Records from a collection
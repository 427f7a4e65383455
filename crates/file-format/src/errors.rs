/// Errors reading or writing STL data.
#[derive(Debug, Clone, PartialEq, thiserror::Error)]
pub enum StlError {
    #[error("line {line}: cannot parse {token:?}")]
    Parse { line: usize, token: String },

    #[error("line {line}: unexpected {token:?}")]
    UnexpectedToken { line: usize, token: String },

    #[error("facet {facet} has {vertices} vertices, expected 3")]
    MalformedFacet { facet: usize, vertices: usize },

    #[error("input ends inside a facet")]
    UnexpectedEnd,

    #[error("binary STL is truncated: expected {expected} bytes, found {found}")]
    Truncated { expected: usize, found: usize },

    #[error("{triangles} triangles do not fit a binary STL facet count")]
    TooManyFacets { triangles: usize },

    #[error("io: {reason}")]
    Io { reason: String },
}
//! Chamfers and fillets on truck solids.
//!
//! Each selected edge gets a tool solid: the blend cross-section in the
//! plane normal to the edge, swept along it. Convex edges subtract the
//! tool, concave edges add it. The two faces meeting at an edge are read
//! from a coarse triangulation of the solid.

use std::f64::consts::TAU;

use part_geom::{Point3d, Transform, Vec3};
use tracing::debug;
use truck_meshalgo::prelude::PolygonMesh;
use truck_modeling::topology::{Face, Solid};
use truck_modeling::{builder, Rad};

use super::introspect::{classify_points, EDGE_SAMPLES};
use super::{build, tessellation, Body, BOOLEAN_TOLERANCE};
use crate::curve::Curve;
use crate::region::{self, PlanarRegion};
use crate::types::*;

/// Spans closer than this, in radians, are merged.
const SPAN_GAP: f64 = 1e-6;

/// Normals closer than this (cosine) belong to the same face.
const SAME_NORMAL: f64 = 0.9998;

#[derive(Debug, Clone, Copy)]
pub(super) enum Blend {
    Chamfer(f64),
    Fillet(f64),
}

impl Blend {
    fn size(&self) -> f64 {
        match *self {
            Blend::Chamfer(d) | Blend::Fillet(d) => d,
        }
    }

    fn failed(&self, reason: impl Into<String>) -> KernelError {
        let reason = reason.into();
        match self {
            Blend::Chamfer(_) => KernelError::ChamferFailed { reason },
            Blend::Fillet(_) => KernelError::FilletFailed { reason },
        }
    }

    /// How far a tool runs past the ends of its edge. Tools that add
    /// material stop short so they never poke out of the end faces.
    fn overrun(&self, convex: bool) -> f64 {
        if convex {
            self.reach()
        } else {
            -0.1 * self.size()
        }
    }

    /// How far a cross-section reaches beyond the faces it cuts.
    fn reach(&self) -> f64 {
        (0.5 * self.size()).max(0.2)
    }
}

/// One face next to an edge: its outward normal and the direction leading
/// away from the edge inside the face, both perpendicular to the edge.
#[derive(Debug, Clone, Copy)]
struct Flank {
    normal: Vec3,
    inward: Vec3,
}

fn centroid(tri: &[Point3d; 3]) -> Point3d {
    let [a, b, c] = tri;
    let sum = a.to_vec3() + b.to_vec3() + c.to_vec3();
    Point3d::new(sum.x / 3.0, sum.y / 3.0, sum.z / 3.0)
}

/// Flank of a face mesh at `p`, read off the triangle nearest to it.
fn flank(p: Point3d, tangent: Vec3, mesh: &PolygonMesh) -> Option<(f64, Flank)> {
    let (distance, tri) = tessellation::mesh_triangles(mesh)
        .map(|tri| (centroid(&tri).distance_to(&p), tri))
        .min_by(|a, b| a.0.total_cmp(&b.0))?;
    let [a, b, c] = tri;
    let normal = (b - a).cross(&(c - a)).reject_from(&tangent).normalized()?;
    let inward = (centroid(&tri) - p)
        .reject_from(&tangent)
        .reject_from(&normal)
        .normalized()?;
    Some((distance, Flank { normal, inward }))
}

/// The two distinct faces meeting at `p`, nearest first.
fn flanks(
    p: Point3d,
    tangent: Vec3,
    faces: &[usize],
    meshes: &[Option<PolygonMesh>],
) -> Option<(Flank, Flank)> {
    let mut found: Vec<(f64, Flank)> = faces
        .iter()
        .filter_map(|&i| meshes.get(i)?.as_ref())
        .filter_map(|mesh| flank(p, tangent, mesh))
        .collect();
    found.sort_by(|a, b| a.0.total_cmp(&b.0));
    let mut rest = found.into_iter().map(|(_, f)| f);
    let first = rest.next()?;
    let second = rest.find(|f| f.normal.dot(&first.normal) < SAME_NORMAL)?;
    Some((first, second))
}

fn signed_angle(from: Vec3, to: Vec3, axis: &Vec3) -> f64 {
    from.cross(&to).dot(axis).atan2(from.dot(&to))
}

/// Blend cross-section at `p` in the plane normal to `tangent`, and
/// whether the edge is convex.
fn section(
    p: Point3d,
    tangent: Vec3,
    a: Flank,
    b: Flank,
    blend: Blend,
) -> Result<(PlanarRegion, bool), KernelError> {
    let convex = a.inward.dot(&b.normal) < 0.0;
    let opening = a.inward.angle_to(&b.inward);
    if !(0.02..=TAU / 2.0 - 0.02).contains(&opening) {
        return Err(blend.failed("faces meet tangentially"));
    }
    let bisector = (a.inward + b.inward)
        .normalized()
        .ok_or_else(|| blend.failed("faces meet tangentially"))?;
    let reach = blend.reach();

    let chain = match blend {
        Blend::Chamfer(d) => {
            let pa = p + a.inward * d;
            let pb = p + b.inward * d;
            let along = (pa - pb)
                .normalized()
                .ok_or_else(|| blend.failed("chamfer setbacks coincide"))?;
            let corners = [pa + along * reach, pb - along * reach, p - bisector * reach];
            (0..3)
                .map(|i| Curve::line(corners[i], corners[(i + 1) % 3]))
                .collect::<Result<Vec<_>, _>>()?
        }
        Blend::Fillet(r) => {
            // The center sits slightly inside the tangent position so the
            // arc crosses both faces instead of touching them.
            let center = p + bisector * (r / (opening / 2.0).sin() - 0.02 * r);
            let w = center - p;
            let crossing = |u: Vec3| {
                let uw = u.dot(&w);
                let disc = uw * uw - w.dot(&w) + r * r;
                (disc >= 0.0).then(|| p + u * (uw - disc.sqrt()))
            };
            let (xa, xb) = crossing(a.inward)
                .zip(crossing(b.inward))
                .ok_or_else(|| blend.failed("fillet arc misses a face"))?;
            let side = if convex { reach } else { -reach };
            let outside = (a.normal + b.normal)
                .normalized()
                .ok_or_else(|| blend.failed("faces meet tangentially"))?;
            let sweep = signed_angle(xa - center, xb - center, &tangent);
            let ya = xa + a.normal * side;
            let yb = xb + b.normal * side;
            let corner = p + outside * side;
            vec![
                Curve::arc(center, tangent, xa, sweep)?,
                Curve::line(xb, yb)?,
                Curve::line(yb, corner)?,
                Curve::line(corner, ya)?,
                Curve::line(ya, xa)?,
            ]
        }
    };
    let region = region::planar_region(chain, Vec::new()).map_err(|e| blend.failed(e.to_string()))?;
    Ok((region, convex))
}

struct Tool {
    solid: Solid,
    convex: bool,
}

fn swept_face(region: &PlanarRegion, blend: Blend) -> Result<Face, KernelError> {
    build::region_face(region).map_err(|e| blend.failed(e.to_string()))
}

fn line_tool(
    start: Point3d,
    end: Point3d,
    faces: &[usize],
    meshes: &[Option<PolygonMesh>],
    blend: Blend,
) -> Result<Tool, KernelError> {
    let length = start.distance_to(&end);
    let tangent = (end - start)
        .normalized()
        .ok_or_else(|| blend.failed("edge has zero length"))?;
    let mid = start.midpoint(&end);
    let (a, b) = flanks(mid, tangent, faces, meshes)
        .ok_or_else(|| blend.failed("edge does not join two faces"))?;
    let (region, convex) = section(mid, tangent, a, b, blend)?;

    let overrun = blend.overrun(convex);
    let span = length + 2.0 * overrun;
    if span <= 0.0 {
        return Err(blend.failed("edge is too short for the blend"));
    }
    let region = region.translated(tangent * -(length / 2.0 + overrun));
    let face = swept_face(&region, blend)?;
    let solid = build::outward(builder::tsweep(&face, build::vector(&(tangent * span))));
    Ok(Tool { solid, convex })
}

/// Selected circle edges sharing one circle.
struct Ring {
    center: Point3d,
    axis: Vec3,
    radius: f64,
    ref_dir: Vec3,
    /// `(start angle, positive span)` about `axis`, from `ref_dir`.
    spans: Vec<(f64, f64)>,
    faces: Vec<usize>,
}

impl Ring {
    fn point_at(&self, angle: f64) -> Point3d {
        let side = self.axis.cross(&self.ref_dir);
        self.center + (self.ref_dir * angle.cos() + side * angle.sin()) * self.radius
    }

    fn matches(&self, center: &Point3d, axis: &Vec3, radius: f64) -> bool {
        let tol = 1e-4 * (1.0 + self.radius);
        center.distance_to(&self.center) <= tol
            && (radius - self.radius).abs() <= tol
            && self.axis.dot(axis).abs() >= SAME_NORMAL
    }

    fn add(&mut self, axis: &Vec3, start: &Point3d, sweep: f64, faces: &[usize]) {
        let offset = *start - self.center;
        let mut from = signed_angle(self.ref_dir, offset, &self.axis);
        let mut span = sweep * self.axis.dot(axis).signum();
        if span < 0.0 {
            from += span;
            span = -span;
        }
        self.spans.push((from, span));
        for f in faces {
            if !self.faces.contains(f) {
                self.faces.push(*f);
            }
        }
    }

    /// Covered angular intervals, merged across the seam.
    fn merged_spans(&self) -> Vec<(f64, f64)> {
        let mut spans: Vec<(f64, f64)> = self
            .spans
            .iter()
            .map(|&(from, span)| (from.rem_euclid(TAU), span.min(TAU)))
            .collect();
        spans.sort_by(|a, b| a.0.total_cmp(&b.0));

        let mut out: Vec<(f64, f64)> = Vec::new();
        for (from, span) in spans {
            match out.last_mut() {
                Some(last) if from <= last.0 + last.1 + SPAN_GAP => {
                    last.1 = last.1.max(from + span - last.0);
                }
                _ => out.push((from, span)),
            }
        }
        if out.len() > 1 {
            let (last, first) = (out[out.len() - 1], out[0]);
            if last.0 + last.1 + SPAN_GAP >= first.0 + TAU {
                out.pop();
                out[0] = (last.0, last.1.max(first.0 + TAU + first.1 - last.0));
            }
        }
        if out.iter().any(|&(_, span)| span >= TAU - SPAN_GAP) {
            return vec![(0.0, TAU)];
        }
        out
    }

    fn tools(
        &self,
        meshes: &[Option<PolygonMesh>],
        blend: Blend,
    ) -> Result<Vec<Tool>, KernelError> {
        let origin = build::point(&self.center);
        let axis = build::vector(&self.axis);
        let mut tools = Vec::new();
        for (from, span) in self.merged_spans() {
            let at = from + span / 2.0;
            let p = self.point_at(at);
            let tangent = self
                .axis
                .cross(&(p - self.center))
                .normalized()
                .ok_or_else(|| blend.failed("circle edge has zero radius"))?;
            let (a, b) = flanks(p, tangent, &self.faces, meshes)
                .ok_or_else(|| blend.failed("edge does not join two faces"))?;
            let (region, convex) = section(p, tangent, a, b, blend)?;

            let turn = blend.overrun(convex) / self.radius;
            let solid = if span + 2.0 * turn >= TAU - SPAN_GAP {
                let face = swept_face(&region, blend)?;
                builder::rsweep(&face, origin, axis, Rad(TAU))
            } else if span + 2.0 * turn > 0.0 {
                let back = Transform::rotation_about(self.center, self.axis, from - turn - at);
                let face = swept_face(&region.transformed(&back), blend)?;
                builder::rsweep(&face, origin, axis, Rad(span + 2.0 * turn))
            } else {
                return Err(blend.failed("arc is too short for the blend"));
            };
            tools.push(Tool {
                solid: build::outward(solid),
                convex,
            });
        }
        Ok(tools)
    }
}

/// Blend the given edges of a single-solid body stored under `key`.
pub(super) fn apply(
    body: &Body,
    key: u64,
    edges: &[EdgeId],
    blend: Blend,
) -> Result<Solid, KernelError> {
    let [solid] = body.parts.as_slice() else {
        return Err(blend.failed("blends need a single solid"));
    };
    let faces: Vec<&Face> = body.faces().collect();
    let meshes = tessellation::face_meshes(solid, (0.25 * blend.size()).clamp(0.01, 0.1));

    let mut tools = Vec::new();
    let mut rings: Vec<Ring> = Vec::new();
    for &id in edges {
        let edge = body.edge(key, id).ok_or(KernelError::EdgeNotFound { id })?;
        let adjacent: Vec<usize> = faces
            .iter()
            .enumerate()
            .filter(|(_, face)| {
                face.boundaries()
                    .iter()
                    .flat_map(|wire| wire.edge_iter())
                    .any(|e| e.id() == edge.id())
            })
            .map(|(i, _)| i)
            .collect();

        match classify_points(&tessellation::sample_edge(&edge, EDGE_SAMPLES)) {
            EdgeCurve::Line { start, end } => {
                tools.push(line_tool(start, end, &adjacent, &meshes, blend)?);
            }
            EdgeCurve::Circle {
                center,
                axis,
                radius,
                start,
                sweep,
            } => {
                let ring = match rings.iter().position(|r| r.matches(&center, &axis, radius)) {
                    Some(i) => &mut rings[i],
                    None => {
                        let ref_dir = (start - center)
                            .normalized()
                            .ok_or_else(|| blend.failed("circle edge has zero radius"))?;
                        rings.push(Ring {
                            center,
                            axis,
                            radius,
                            ref_dir,
                            spans: Vec::new(),
                            faces: Vec::new(),
                        });
                        let last = rings.len() - 1;
                        &mut rings[last]
                    }
                };
                ring.add(&axis, &start, sweep, &adjacent);
            }
            EdgeCurve::Other => {
                return Err(blend.failed(format!("edge {id:?} is neither a line nor a circle")));
            }
        }
    }
    for ring in &rings {
        tools.extend(ring.tools(&meshes, blend)?);
    }

    let count = tools.len();
    let mut result = solid.clone();
    for Tool { solid: mut tool, convex } in tools {
        let next = if convex {
            tool.not();
            truck_shapeops::and(&result, &tool, BOOLEAN_TOLERANCE)
        } else {
            truck_shapeops::or(&result, &tool, BOOLEAN_TOLERANCE)
        };
        result = next.ok_or_else(|| blend.failed("boolean with the blend tool failed"))?;
    }
    debug!(tools = count, "applied blend");
    Ok(result)
}
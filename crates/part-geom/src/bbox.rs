use serde::{Deserialize, Serialize};

use crate::point::Point3d;
use crate::vector::Vec3;

/// Axis-aligned bounding box. An empty box has `min > max` on every axis.
#[derive(Debug, Clone, Copy, PartialEq, Serialize, Deserialize)]
pub struct BoundingBox {
    pub min: Point3d,
    pub max: Point3d,
}

impl BoundingBox {
    pub fn new(min: Point3d, max: Point3d) -> Self {
        Self { min, max }
    }

    pub fn empty() -> Self {
        Self {
            min: Point3d::new(f64::INFINITY, f64::INFINITY, f64::INFINITY),
            max: Point3d::new(f64::NEG_INFINITY, f64::NEG_INFINITY, f64::NEG_INFINITY),
        }
    }

    pub fn from_points<'a>(points: impl IntoIterator<Item = &'a Point3d>) -> Self {
        let mut bb = Self::empty();
        for p in points {
            bb.include(p);
        }
        bb
    }

    pub fn include(&mut self, p: &Point3d) {
        self.min = Point3d::new(self.min.x.min(p.x), self.min.y.min(p.y), self.min.z.min(p.z));
        self.max = Point3d::new(self.max.x.max(p.x), self.max.y.max(p.y), self.max.z.max(p.z));
    }

    pub fn union(&self, other: &Self) -> Self {
        let mut out = *self;
        out.include(&other.min);
        out.include(&other.max);
        out
    }

    pub fn is_empty(&self) -> bool {
        self.min.x > self.max.x || self.min.y > self.max.y || self.min.z > self.max.z
    }

    pub fn intersects(&self, other: &Self) -> bool {
        !self.is_empty()
            && !other.is_empty()
            && self.min.x <= other.max.x
            && self.max.x >= other.min.x
            && self.min.y <= other.max.y
            && self.max.y >= other.min.y
            && self.min.z <= other.max.z
            && self.max.z >= other.min.z
    }

    /// Overlap of two boxes; empty when they do not intersect.
    pub fn intersection(&self, other: &Self) -> Self {
        let out = Self {
            min: Point3d::new(
                self.min.x.max(other.min.x),
                self.min.y.max(other.min.y),
                self.min.z.max(other.min.z),
            ),
            max: Point3d::new(
                self.max.x.min(other.max.x),
                self.max.y.min(other.max.y),
                self.max.z.min(other.max.z),
            ),
        };
        if out.is_empty() {
            Self::empty()
        } else {
            out
        }
    }

    pub fn contains_point(&self, p: &Point3d) -> bool {
        p.x >= self.min.x
            && p.x <= self.max.x
            && p.y >= self.min.y
            && p.y <= self.max.y
            && p.z >= self.min.z
            && p.z <= self.max.z
    }

    pub fn size(&self) -> Vec3 {
        if self.is_empty() {
            Vec3::ZERO
        } else {
            self.max - self.min
        }
    }

    pub fn expanded(&self, margin: f64) -> Self {
        if self.is_empty() {
            return *self;
        }
        let m = Vec3::new(margin, margin, margin);
        Self {
            min: self.min - m,
            max: self.max + m,
        }
    }
}

impl Default for BoundingBox {
    fn default() -> Self {
        Self::empty()
    }
}

#[cfg(test)]
mod tests {
    use super::*;

    #[test]
    fn test_from_points() {
        let bb = BoundingBox::from_points(&[
            Point3d::new(0.0, 0.0, 0.0),
            Point3d::new(1.0, 2.0, 3.0),
            Point3d::new(-1.0, 0.5, 1.0),
        ]);
        assert_eq!(bb.min, Point3d::new(-1.0, 0.0, 0.0));
        assert_eq!(bb.size(), Vec3::new(2.0, 2.0, 3.0));
    }

    #[test]
    fn test_empty_box_never_intersects() {
        let empty = BoundingBox::empty();
        let unit = BoundingBox::new(Point3d::ORIGIN, Point3d::new(1.0, 1.0, 1.0));
        assert!(empty.is_empty());
        assert!(!empty.intersects(&unit));
        assert_eq!(empty.size(), Vec3::ZERO);
    }

    #[test]
    fn test_intersection() {
        let a = BoundingBox::new(Point3d::ORIGIN, Point3d::new(2.0, 2.0, 2.0));
        let b = BoundingBox::new(Point3d::new(1.0, 1.0, 1.0), Point3d::new(3.0, 3.0, 3.0));
        let c = BoundingBox::new(Point3d::new(5.0, 5.0, 5.0), Point3d::new(6.0, 6.0, 6.0));
        assert_eq!(a.intersection(&b).size(), Vec3::new(1.0, 1.0, 1.0));
        assert!(a.intersection(&c).is_empty());
    }
}
//! Declarative construction recipes.
//!
//! A recipe is an ordered list of steps. The first step makes the base solid;
//! every later step modifies it.

use modeling_ops::{EdgeSelector, Profile2d, SketchPlane};
use part_geom::{Point3d, Transform, Vec3};
use serde::{Deserialize, Serialize};

/// An axis line through `origin` along `direction`.
#[derive(Debug, Clone, Copy, PartialEq, Serialize, Deserialize)]
pub struct AxisLine {
    pub origin: Point3d,
    pub direction: Vec3,
}

impl AxisLine {
    /// The model X axis.
    pub fn x() -> Self {
        Self {
            origin: Point3d::ORIGIN,
            direction: Vec3::X,
        }
    }

    pub fn z() -> Self {
        Self {
            origin: Point3d::ORIGIN,
            direction: Vec3::Z,
        }
    }
}

/// A feature solid for a radial pattern: a profile extruded from its own
/// sketch plane.
#[derive(Debug, Clone, PartialEq, Serialize, Deserialize)]
pub struct PatternFeature {
    pub profile: Profile2d,
    pub plane: SketchPlane,
    pub vector: Vec3,
}

#[derive(Debug, Clone, PartialEq, Serialize, Deserialize)]
#[serde(tag = "type")]
pub enum RecipeStep {
    /// Base solid: full revolution of a closed profile about `axis`.
    Revolve {
        name: String,
        profile: Profile2d,
        plane: SketchPlane,
        axis: AxisLine,
    },
    /// Base solid: a face with optional holes swept along `vector`.
    Extrude {
        name: String,
        profile: Profile2d,
        holes: Vec<Profile2d>,
        plane: SketchPlane,
        vector: Vec3,
    },
    /// Subtract a prism swept from `profile`.
    ExtrudeCut {
        name: String,
        profile: Profile2d,
        plane: SketchPlane,
        vector: Vec3,
    },
    Chamfer {
        name: String,
        selector: EdgeSelector,
        distance: f64,
    },
    Fillet {
        name: String,
        selector: EdgeSelector,
        radius: f64,
    },
    /// Union `count` rotated copies of every feature, spaced evenly about `axis`.
    RadialPattern {
        name: String,
        features: Vec<PatternFeature>,
        axis: AxisLine,
        count: usize,
    },
    /// Base solid: independently built sub-parts, placed and gathered
    /// without booleans.
    Compound {
        name: String,
        parts: Vec<(Recipe, Transform)>,
    },
}

impl RecipeStep {
    pub fn name(&self) -> &str {
        match self {
            RecipeStep::Revolve { name, .. }
            | RecipeStep::Extrude { name, .. }
            | RecipeStep::ExtrudeCut { name, .. }
            | RecipeStep::Chamfer { name, .. }
            | RecipeStep::Fillet { name, .. }
            | RecipeStep::RadialPattern { name, .. }
            | RecipeStep::Compound { name, .. } => name,
        }
    }

    /// Whether this step creates a solid from nothing.
    pub fn is_base(&self) -> bool {
        matches!(
            self,
            RecipeStep::Revolve { .. } | RecipeStep::Extrude { .. } | RecipeStep::Compound { .. }
        )
    }
}

#[derive(Debug, Clone, PartialEq, Serialize, Deserialize)]
pub struct Recipe {
    pub family: String,
    pub steps: Vec<RecipeStep>,
}

impl Recipe {
    pub fn new(family: impl Into<String>) -> Self {
        Self {
            family: family.into(),
            steps: Vec::new(),
        }
    }

    pub fn with_step(mut self, step: RecipeStep) -> Self {
        self.steps.push(step);
        self
    }

    pub fn step_names(&self) -> Vec<&str> {
        self.steps.iter().map(RecipeStep::name).collect()
    }
}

### [Exercise directions]
Lines with "they" in them are what the answer must contain; copy each from the records above.

### [Answer]
    /// material stop short so they never poke out of the end faces.
    /// Overlap of two boxes; empty when they do not intersect.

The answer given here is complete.